Hundreds of penitents in white habits, their identities concealed by pointed hoods with small openings for the eyes and mouths, moved slowly through a narrow street in the centre of Seville. It was Easter, and this was just one of the processions that take place in the course of a week, when revered figures of Christ and the Virgin Mary are put onto elaborately-decorated floats, taken out of the churches where they are usually kept, and carried around the city. Some of the penitents carried huge crosses, balanced on one shoulder, others had long candles, sometimes taller than they were themselves.
Later that night, I watched a procession under a full moon in the Murillo gardens, with the delicious scent of jasmine and orange blossom wafting through the night air. Although there was a crowd of thousands, there was barely a sound to be heard. Most processions are accompanied by brass bands, but this one was totally silent, making the snaking line of penitents seem even more eerie as they wound their way through the gardens and back into the labyrinth of lanes of the old town.
As soon as the procession had passed by, and people had seen the figure of Christ, the dense crowd melted away and dispersed into the night, already headed for the next key location to witness the following spectacle.
This devotion not only to the figures of Christ and the Virgin Mary, but also to the many traditions and rituals of Easter week in general, is understandably often quite baffling to the onlooker who has just arrived in Seville – or in any of the many Spanish towns and villages where similar, if more low-key, processions take place – but these customs are deeply-ingrained in Spanish society, among all ages and even among people who perhaps barely attend a mass during the rest of the year.

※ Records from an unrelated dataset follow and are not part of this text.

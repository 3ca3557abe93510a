//! Error types for ProspectCue.
//!
//! Library crates use [`ProspectCueError`] via `thiserror`.
//! The CLI wraps this with `color-eyre` for rich diagnostics.

use std::path::PathBuf;

/// Top-level error type for all ProspectCue operations.
#[derive(Debug, thiserror::Error)]
pub enum ProspectCueError {
    /// Configuration loading or validation error.
    #[error("config error: {message}")]
    Config { message: String },

    /// A DOM mutator could not find or modify the elements it needed.
    #[error("dom error: {message}")]
    Dom { message: String },

    /// A pipeline step failed. Carries the step label for reporting.
    #[error("step '{label}' failed: {source}")]
    Step {
        label: &'static str,
        #[source]
        source: Box<ProspectCueError>,
    },

    /// An href or location could not be parsed or resolved.
    #[error("url error: {0}")]
    Url(String),

    /// A replay session file is malformed.
    #[error("session error: {message}")]
    Session { message: String },

    /// A background task (watcher loop or settle check) died.
    #[error("task error: {0}")]
    Task(String),

    /// Filesystem I/O error.
    #[error("I/O error at {path:?}: {source}")]
    Io {
        path: PathBuf,
        source: std::io::Error,
    },
}

/// Convenience alias used throughout the codebase.
pub type Result<T> = std::result::Result<T, ProspectCueError>;

impl ProspectCueError {
    /// Create a config error from any displayable message.
    pub fn config(msg: impl Into<String>) -> Self {
        Self::Config {
            message: msg.into(),
        }
    }

    /// Create a DOM mutation error from any displayable message.
    pub fn dom(msg: impl Into<String>) -> Self {
        Self::Dom {
            message: msg.into(),
        }
    }

    /// Create a session error from any displayable message.
    pub fn session(msg: impl Into<String>) -> Self {
        Self::Session {
            message: msg.into(),
        }
    }

    /// Attach a step label to a mutator failure.
    pub fn step(label: &'static str, source: ProspectCueError) -> Self {
        Self::Step {
            label,
            source: Box::new(source),
        }
    }

    /// Wrap a `std::io::Error` with a path for context.
    pub fn io(path: impl Into<PathBuf>, source: std::io::Error) -> Self {
        Self::Io {
            path: path.into(),
            source,
        }
    }
}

This week, a taste of this mesmerising phenomenon comes to London, with The Sacred Made Real (http://bit.ly/wHQyj, October 21st-January 24th ) at the National Gallery, an exhibition that features Spanish polychromed sculptures from the 17th century. Some of these are the very figures I saw being carried through the streets, others I saw on display in Seville’s superb Museum of Fine Arts. Still more will come from the museums and churches of Madrid, Valladolid and Zamora.As I had witnessed, these figures are far from mere museum pieces. It was quite extraordinary to see the powerful emotions these artworks evoked in the citizens of Seville and it proves that deep-seated traditions can not only exist but thrive alongside contemporary cultural developments.